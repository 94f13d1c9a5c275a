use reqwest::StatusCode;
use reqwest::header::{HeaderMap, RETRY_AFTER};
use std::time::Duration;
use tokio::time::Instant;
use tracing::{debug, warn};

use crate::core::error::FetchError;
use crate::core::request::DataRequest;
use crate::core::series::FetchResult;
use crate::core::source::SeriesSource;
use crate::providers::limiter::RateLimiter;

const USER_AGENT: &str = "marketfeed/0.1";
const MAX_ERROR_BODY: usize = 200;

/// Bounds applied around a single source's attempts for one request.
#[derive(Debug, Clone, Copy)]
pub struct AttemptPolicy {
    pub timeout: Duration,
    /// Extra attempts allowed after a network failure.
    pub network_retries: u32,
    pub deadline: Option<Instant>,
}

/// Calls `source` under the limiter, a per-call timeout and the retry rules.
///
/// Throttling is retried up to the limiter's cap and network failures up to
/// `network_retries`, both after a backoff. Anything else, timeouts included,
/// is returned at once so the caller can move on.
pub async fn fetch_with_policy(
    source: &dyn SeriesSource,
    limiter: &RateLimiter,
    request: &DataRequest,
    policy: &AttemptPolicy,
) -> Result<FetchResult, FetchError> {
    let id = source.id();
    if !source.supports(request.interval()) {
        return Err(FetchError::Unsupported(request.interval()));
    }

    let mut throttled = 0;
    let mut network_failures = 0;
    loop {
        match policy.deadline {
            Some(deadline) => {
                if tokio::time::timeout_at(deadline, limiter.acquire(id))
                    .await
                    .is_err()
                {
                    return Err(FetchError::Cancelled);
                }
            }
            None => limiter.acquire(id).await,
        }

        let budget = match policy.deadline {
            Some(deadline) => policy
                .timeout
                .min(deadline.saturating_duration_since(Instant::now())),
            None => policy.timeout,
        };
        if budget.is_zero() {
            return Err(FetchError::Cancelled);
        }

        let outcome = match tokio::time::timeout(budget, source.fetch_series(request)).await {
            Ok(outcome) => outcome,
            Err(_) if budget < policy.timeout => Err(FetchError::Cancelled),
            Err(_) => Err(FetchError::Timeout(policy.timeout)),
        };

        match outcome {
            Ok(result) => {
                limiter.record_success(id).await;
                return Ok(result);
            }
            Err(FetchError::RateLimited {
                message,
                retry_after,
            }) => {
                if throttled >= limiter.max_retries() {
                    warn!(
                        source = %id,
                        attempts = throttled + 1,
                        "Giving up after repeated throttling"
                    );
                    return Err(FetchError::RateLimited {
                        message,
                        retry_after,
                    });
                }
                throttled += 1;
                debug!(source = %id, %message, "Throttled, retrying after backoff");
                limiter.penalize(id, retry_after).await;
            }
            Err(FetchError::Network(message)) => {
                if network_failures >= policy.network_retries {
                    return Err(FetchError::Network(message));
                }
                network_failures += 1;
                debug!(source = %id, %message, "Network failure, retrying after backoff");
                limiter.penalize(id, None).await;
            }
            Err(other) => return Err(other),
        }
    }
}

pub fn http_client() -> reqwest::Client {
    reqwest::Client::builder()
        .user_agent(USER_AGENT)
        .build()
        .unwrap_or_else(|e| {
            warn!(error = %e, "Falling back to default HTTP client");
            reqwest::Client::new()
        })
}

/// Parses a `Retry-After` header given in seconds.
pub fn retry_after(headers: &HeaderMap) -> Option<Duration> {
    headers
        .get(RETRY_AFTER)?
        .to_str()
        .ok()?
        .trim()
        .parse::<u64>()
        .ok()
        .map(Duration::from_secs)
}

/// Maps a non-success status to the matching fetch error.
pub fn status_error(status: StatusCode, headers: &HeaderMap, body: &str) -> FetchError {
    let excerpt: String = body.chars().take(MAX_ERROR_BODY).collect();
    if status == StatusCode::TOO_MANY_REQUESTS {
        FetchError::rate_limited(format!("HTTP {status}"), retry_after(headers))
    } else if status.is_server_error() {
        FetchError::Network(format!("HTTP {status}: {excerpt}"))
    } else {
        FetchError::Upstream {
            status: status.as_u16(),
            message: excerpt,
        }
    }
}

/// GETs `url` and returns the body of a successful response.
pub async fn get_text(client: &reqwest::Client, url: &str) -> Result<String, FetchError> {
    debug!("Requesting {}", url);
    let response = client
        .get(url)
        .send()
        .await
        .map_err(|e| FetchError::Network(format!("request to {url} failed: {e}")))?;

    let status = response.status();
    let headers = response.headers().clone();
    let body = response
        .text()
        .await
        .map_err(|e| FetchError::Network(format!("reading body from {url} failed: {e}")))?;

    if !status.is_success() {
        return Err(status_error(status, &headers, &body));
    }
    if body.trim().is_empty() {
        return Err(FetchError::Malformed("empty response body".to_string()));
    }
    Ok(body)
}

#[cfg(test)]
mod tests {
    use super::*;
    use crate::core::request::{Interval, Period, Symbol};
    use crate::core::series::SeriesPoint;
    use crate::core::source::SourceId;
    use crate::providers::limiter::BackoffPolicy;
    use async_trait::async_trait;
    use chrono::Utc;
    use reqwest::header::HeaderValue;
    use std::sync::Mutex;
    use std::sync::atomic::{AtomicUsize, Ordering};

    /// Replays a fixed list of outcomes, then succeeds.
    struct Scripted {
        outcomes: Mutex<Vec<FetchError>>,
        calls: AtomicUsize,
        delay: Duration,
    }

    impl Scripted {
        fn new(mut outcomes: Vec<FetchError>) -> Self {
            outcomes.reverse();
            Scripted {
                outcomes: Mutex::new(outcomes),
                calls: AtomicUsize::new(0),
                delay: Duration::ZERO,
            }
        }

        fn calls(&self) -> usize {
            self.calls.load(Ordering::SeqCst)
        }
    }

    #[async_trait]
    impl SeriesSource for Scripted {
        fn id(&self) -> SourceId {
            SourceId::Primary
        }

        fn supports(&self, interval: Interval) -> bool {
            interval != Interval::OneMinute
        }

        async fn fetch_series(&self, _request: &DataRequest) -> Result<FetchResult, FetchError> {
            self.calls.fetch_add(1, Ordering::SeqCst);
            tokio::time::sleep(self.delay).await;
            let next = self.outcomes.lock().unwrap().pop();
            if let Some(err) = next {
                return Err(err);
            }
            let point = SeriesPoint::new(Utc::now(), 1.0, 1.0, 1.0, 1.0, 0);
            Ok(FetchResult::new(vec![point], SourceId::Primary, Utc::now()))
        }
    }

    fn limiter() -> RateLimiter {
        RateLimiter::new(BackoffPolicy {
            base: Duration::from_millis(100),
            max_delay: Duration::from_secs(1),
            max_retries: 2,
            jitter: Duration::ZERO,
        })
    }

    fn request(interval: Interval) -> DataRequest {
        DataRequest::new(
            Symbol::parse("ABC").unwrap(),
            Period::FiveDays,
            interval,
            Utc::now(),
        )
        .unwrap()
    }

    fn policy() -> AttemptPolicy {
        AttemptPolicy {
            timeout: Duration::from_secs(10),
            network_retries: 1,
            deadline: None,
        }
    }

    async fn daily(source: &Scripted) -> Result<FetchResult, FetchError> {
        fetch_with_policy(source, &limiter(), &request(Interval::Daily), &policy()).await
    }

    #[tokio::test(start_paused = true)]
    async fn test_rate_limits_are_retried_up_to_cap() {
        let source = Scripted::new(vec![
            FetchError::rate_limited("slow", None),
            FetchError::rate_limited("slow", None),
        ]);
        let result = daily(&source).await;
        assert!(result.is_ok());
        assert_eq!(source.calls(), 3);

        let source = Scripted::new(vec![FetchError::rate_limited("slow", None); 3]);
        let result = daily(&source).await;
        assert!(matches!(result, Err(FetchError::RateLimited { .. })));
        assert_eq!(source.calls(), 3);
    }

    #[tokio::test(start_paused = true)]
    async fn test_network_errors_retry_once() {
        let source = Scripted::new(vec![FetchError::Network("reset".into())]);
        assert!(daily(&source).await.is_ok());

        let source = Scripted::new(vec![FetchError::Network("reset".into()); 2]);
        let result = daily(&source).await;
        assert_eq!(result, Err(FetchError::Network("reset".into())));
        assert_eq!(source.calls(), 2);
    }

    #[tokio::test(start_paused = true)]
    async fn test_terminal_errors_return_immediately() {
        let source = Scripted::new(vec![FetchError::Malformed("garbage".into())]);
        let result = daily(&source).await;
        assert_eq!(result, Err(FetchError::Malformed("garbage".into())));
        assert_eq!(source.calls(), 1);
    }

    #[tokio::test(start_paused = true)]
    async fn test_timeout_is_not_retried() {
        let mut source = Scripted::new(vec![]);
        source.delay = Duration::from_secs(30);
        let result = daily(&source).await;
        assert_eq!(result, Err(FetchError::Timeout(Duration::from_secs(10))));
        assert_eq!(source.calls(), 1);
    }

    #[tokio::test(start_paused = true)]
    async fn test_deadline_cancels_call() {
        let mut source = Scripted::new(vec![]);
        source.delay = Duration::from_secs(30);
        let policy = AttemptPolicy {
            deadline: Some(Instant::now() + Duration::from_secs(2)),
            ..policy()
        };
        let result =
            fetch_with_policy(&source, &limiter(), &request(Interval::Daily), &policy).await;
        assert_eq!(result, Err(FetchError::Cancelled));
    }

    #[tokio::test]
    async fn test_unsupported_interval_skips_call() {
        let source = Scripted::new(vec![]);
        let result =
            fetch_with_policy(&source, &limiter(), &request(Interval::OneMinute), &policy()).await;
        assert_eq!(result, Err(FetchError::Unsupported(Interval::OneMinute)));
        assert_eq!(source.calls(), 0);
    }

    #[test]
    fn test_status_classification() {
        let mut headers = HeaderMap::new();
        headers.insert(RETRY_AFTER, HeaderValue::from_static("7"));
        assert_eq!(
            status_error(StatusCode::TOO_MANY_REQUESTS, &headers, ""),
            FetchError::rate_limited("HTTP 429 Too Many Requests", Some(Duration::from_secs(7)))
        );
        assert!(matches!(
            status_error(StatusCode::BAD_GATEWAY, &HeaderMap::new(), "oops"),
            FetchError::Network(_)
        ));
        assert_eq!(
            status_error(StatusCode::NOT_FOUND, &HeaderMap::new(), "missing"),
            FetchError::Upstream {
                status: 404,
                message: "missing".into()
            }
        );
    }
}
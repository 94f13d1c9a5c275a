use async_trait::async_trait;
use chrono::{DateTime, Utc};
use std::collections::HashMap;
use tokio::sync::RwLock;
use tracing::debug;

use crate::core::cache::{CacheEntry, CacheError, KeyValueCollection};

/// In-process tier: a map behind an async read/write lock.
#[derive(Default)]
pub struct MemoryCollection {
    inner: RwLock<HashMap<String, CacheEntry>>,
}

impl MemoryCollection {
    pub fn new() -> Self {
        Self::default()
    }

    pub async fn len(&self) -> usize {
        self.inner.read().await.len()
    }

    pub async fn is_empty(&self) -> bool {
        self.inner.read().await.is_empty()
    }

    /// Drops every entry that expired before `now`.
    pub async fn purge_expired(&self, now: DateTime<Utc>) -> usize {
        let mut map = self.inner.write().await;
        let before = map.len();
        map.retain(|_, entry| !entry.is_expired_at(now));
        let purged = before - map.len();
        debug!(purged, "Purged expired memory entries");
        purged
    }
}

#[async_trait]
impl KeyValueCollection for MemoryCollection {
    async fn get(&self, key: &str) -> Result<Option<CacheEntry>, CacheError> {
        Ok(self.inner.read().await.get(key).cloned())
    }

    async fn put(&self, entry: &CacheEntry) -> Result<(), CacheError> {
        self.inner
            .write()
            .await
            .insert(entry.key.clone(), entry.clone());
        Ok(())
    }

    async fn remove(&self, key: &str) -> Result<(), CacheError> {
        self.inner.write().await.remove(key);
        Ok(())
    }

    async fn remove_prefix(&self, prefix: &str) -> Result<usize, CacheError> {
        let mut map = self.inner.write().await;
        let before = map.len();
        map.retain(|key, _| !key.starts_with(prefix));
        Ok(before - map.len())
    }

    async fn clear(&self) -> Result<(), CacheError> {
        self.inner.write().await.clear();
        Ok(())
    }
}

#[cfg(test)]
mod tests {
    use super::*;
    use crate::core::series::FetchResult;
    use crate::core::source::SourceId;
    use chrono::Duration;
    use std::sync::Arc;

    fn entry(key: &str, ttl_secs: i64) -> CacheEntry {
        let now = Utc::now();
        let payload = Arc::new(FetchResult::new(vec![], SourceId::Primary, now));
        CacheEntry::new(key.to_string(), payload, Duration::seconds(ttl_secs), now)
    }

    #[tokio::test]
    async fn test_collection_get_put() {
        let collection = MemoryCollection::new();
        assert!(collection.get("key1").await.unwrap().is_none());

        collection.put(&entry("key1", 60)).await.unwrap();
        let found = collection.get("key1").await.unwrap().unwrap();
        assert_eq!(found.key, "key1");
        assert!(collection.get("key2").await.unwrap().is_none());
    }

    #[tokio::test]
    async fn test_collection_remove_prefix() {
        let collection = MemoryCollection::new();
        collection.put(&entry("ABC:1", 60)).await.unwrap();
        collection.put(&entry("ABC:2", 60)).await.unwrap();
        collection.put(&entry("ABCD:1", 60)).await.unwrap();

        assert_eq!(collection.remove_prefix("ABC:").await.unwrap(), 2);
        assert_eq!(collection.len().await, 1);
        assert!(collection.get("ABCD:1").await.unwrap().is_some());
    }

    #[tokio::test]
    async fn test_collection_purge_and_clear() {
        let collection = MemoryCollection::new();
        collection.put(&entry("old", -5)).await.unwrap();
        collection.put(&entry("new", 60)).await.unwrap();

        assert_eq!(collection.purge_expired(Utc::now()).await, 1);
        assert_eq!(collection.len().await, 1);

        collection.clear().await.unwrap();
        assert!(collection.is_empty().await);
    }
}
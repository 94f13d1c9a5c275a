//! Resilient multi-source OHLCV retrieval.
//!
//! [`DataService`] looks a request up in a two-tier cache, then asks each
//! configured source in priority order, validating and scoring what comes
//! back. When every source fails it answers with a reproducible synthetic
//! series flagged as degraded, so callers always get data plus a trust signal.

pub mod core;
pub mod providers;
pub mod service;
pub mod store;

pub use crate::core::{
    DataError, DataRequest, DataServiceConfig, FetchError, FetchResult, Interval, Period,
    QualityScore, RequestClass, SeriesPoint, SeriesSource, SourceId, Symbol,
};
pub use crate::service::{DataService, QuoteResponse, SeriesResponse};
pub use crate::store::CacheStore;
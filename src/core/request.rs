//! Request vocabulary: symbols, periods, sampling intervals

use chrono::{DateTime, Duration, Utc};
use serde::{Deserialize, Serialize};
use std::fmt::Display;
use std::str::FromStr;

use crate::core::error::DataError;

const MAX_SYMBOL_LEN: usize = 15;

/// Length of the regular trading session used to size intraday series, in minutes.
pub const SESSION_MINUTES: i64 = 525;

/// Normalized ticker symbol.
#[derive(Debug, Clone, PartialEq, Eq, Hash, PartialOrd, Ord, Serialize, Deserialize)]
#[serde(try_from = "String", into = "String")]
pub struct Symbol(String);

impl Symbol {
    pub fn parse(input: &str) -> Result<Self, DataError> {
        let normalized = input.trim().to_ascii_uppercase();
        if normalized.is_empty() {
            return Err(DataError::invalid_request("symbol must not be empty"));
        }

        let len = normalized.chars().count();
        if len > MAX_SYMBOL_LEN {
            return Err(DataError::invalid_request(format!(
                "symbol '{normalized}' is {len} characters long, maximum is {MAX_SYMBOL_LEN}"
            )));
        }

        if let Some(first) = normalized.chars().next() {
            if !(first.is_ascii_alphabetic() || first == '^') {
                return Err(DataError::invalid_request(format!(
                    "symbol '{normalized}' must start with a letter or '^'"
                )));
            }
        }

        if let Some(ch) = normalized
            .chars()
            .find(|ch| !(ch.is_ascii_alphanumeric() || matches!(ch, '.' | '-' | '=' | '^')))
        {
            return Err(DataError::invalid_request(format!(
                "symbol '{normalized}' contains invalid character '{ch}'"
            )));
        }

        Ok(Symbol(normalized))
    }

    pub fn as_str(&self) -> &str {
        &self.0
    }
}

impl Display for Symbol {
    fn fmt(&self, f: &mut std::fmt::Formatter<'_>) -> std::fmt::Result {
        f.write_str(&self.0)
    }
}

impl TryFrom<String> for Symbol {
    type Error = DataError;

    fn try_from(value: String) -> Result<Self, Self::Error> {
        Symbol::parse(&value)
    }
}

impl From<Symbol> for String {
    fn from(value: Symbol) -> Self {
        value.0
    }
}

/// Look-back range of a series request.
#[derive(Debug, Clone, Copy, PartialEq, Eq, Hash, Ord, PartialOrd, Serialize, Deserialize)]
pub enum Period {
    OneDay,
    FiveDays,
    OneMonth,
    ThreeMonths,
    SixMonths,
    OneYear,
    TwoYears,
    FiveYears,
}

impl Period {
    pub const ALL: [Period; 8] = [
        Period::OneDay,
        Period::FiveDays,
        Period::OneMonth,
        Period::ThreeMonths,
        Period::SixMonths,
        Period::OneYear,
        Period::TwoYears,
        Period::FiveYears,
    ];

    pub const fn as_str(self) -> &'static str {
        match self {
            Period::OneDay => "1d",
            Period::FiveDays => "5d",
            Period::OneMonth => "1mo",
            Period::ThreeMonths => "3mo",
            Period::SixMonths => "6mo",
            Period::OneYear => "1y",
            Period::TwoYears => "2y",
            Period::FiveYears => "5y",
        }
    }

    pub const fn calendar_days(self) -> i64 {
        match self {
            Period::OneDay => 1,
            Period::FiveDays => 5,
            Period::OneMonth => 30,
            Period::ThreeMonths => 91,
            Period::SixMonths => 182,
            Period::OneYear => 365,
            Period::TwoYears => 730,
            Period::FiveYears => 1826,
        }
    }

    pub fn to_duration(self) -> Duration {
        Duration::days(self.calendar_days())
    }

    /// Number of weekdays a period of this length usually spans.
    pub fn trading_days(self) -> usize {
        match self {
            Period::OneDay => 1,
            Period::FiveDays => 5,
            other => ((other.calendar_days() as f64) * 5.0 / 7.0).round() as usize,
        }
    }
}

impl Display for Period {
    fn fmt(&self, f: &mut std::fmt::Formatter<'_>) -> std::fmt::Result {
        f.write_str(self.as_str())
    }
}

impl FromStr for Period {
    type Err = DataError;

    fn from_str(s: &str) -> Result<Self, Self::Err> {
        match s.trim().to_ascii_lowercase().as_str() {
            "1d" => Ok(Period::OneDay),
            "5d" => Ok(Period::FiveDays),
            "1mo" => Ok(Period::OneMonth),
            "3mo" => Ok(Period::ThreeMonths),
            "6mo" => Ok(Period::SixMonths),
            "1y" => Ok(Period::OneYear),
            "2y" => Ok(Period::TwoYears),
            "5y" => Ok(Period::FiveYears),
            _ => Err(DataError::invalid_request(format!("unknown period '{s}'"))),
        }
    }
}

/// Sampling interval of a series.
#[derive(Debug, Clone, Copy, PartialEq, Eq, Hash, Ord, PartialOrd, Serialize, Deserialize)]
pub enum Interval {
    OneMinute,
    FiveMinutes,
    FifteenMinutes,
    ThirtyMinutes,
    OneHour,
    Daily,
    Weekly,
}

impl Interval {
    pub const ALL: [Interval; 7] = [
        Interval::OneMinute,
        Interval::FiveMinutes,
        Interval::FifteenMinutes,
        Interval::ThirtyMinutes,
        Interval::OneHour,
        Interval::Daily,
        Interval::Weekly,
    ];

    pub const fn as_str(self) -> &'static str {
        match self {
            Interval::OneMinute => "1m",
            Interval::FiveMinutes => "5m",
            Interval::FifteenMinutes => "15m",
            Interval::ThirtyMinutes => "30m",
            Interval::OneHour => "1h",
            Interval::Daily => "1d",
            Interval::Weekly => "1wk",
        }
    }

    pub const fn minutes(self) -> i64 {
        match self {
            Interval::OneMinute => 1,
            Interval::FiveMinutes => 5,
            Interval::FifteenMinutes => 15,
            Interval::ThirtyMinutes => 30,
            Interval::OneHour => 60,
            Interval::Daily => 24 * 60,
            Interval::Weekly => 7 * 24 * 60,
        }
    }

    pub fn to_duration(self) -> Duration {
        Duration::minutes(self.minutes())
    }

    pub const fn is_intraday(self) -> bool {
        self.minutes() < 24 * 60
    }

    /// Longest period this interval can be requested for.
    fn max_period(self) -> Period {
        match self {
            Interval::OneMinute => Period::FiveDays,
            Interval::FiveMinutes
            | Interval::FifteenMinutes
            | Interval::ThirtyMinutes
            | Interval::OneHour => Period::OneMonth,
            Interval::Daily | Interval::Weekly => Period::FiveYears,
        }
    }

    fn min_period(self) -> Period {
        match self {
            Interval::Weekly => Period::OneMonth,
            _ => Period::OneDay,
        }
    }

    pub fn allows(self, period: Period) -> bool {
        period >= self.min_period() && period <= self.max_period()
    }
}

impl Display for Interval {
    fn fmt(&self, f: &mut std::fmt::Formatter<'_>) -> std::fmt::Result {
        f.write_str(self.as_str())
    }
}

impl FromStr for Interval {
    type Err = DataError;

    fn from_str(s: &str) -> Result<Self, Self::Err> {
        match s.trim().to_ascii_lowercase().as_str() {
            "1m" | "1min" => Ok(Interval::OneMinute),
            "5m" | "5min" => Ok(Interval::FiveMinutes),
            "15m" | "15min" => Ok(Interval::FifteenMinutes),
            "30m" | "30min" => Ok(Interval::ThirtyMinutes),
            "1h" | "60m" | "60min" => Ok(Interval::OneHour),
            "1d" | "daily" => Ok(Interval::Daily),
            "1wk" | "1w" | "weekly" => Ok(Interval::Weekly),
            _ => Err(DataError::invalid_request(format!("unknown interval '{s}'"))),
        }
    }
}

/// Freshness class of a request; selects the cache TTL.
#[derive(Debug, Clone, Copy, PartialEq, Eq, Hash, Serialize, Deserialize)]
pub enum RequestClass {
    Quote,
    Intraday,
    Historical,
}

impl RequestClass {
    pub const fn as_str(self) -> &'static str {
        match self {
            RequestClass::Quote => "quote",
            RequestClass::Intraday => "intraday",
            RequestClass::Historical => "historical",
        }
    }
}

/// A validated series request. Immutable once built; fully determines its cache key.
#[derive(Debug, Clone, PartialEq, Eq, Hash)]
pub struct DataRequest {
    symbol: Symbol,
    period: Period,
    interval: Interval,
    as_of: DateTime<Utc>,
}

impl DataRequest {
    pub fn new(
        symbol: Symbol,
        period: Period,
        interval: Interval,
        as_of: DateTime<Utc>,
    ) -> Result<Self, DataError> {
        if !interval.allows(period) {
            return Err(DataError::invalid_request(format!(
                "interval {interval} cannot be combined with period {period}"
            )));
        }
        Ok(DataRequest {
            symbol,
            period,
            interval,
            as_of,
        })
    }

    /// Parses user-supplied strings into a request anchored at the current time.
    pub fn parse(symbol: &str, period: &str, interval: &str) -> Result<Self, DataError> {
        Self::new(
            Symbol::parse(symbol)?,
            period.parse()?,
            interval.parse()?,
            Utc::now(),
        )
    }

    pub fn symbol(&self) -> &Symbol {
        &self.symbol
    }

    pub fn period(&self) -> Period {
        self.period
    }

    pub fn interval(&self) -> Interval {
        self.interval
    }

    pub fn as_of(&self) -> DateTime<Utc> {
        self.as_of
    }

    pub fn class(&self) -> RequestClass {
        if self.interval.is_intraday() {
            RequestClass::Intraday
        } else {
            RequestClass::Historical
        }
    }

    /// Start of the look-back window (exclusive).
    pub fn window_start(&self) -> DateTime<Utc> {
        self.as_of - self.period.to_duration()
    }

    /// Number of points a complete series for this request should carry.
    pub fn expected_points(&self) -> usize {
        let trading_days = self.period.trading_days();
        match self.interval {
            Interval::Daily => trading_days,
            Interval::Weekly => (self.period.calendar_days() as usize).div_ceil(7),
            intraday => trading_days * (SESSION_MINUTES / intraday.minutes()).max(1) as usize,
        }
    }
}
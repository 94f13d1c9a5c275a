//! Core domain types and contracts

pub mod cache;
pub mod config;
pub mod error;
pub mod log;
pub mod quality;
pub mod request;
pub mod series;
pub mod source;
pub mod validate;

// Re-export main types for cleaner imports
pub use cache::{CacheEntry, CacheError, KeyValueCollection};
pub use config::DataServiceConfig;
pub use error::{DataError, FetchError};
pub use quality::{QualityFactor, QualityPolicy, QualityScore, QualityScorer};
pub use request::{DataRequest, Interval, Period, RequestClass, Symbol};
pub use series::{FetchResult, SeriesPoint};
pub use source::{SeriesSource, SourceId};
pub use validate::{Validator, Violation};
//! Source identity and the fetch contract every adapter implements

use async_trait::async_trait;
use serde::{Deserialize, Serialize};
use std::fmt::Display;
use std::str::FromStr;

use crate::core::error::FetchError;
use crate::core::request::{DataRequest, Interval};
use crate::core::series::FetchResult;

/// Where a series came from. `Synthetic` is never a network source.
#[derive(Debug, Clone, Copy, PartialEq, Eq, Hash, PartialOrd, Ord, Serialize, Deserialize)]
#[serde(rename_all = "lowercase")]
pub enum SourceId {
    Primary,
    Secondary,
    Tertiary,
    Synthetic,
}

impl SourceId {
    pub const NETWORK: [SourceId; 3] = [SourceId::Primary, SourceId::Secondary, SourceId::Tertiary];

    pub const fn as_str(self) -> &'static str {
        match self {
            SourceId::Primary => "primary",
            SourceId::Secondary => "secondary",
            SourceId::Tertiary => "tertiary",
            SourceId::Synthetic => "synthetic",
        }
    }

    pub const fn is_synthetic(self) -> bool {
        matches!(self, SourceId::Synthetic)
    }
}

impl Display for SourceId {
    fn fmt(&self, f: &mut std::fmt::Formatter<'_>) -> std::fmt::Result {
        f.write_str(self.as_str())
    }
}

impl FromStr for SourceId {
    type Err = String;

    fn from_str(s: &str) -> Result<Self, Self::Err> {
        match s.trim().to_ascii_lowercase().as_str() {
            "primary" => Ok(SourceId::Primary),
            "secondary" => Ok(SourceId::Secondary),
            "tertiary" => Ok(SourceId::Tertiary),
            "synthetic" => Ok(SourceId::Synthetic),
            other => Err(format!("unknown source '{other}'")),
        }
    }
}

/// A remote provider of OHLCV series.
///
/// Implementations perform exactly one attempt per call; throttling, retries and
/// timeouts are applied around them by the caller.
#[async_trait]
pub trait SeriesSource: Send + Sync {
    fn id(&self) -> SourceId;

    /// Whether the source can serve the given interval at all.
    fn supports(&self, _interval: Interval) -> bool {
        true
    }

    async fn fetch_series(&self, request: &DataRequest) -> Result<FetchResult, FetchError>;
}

________________

=== THE TASK ===
From the top of the material above, print every line exactly, ending with the line that holds "use crate::providers::limiter::RateLimiter;".

=== ANSWER TO THE PROBLEM ===
repository 94f13d1c9a5c275a
use reqwest::StatusCode;
use reqwest::header::{HeaderMap, RETRY_AFTER};
use std::time::Duration;
use tokio::time::Instant;
use tracing::{debug, warn};

use crate::core::error::FetchError;
use crate::core::request::DataRequest;
use crate::core::series::FetchResult;
use crate::core::source::SeriesSource;
use crate::providers::limiter::RateLimiter;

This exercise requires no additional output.